_Given information_
========
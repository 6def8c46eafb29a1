use indextree::{NodeError, NodeId};

pub type Result<T> = std::result::Result<T, DomError>;

#[derive(Debug, thiserror::Error)]
pub enum DomError {
    #[error(transparent)]
    Tree(#[from] NodeError),

    #[error("Node {node:?} does not exist or was removed")]
    UnknownNode { node: NodeId },

    #[error("Node {node:?} is not an element")]
    NotAnElement { node: NodeId },

    #[error("Node {reference:?} is not a child of {parent:?}")]
    NotAChild { parent: NodeId, reference: NodeId },

    #[error("The document root cannot be removed")]
    RemoveRoot,
}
========
Search the material above for the word "removed", then copy each line that holds it.

    #[error("Node {node:?} does not exist or was removed")]
    #[error("The document root cannot be removed")]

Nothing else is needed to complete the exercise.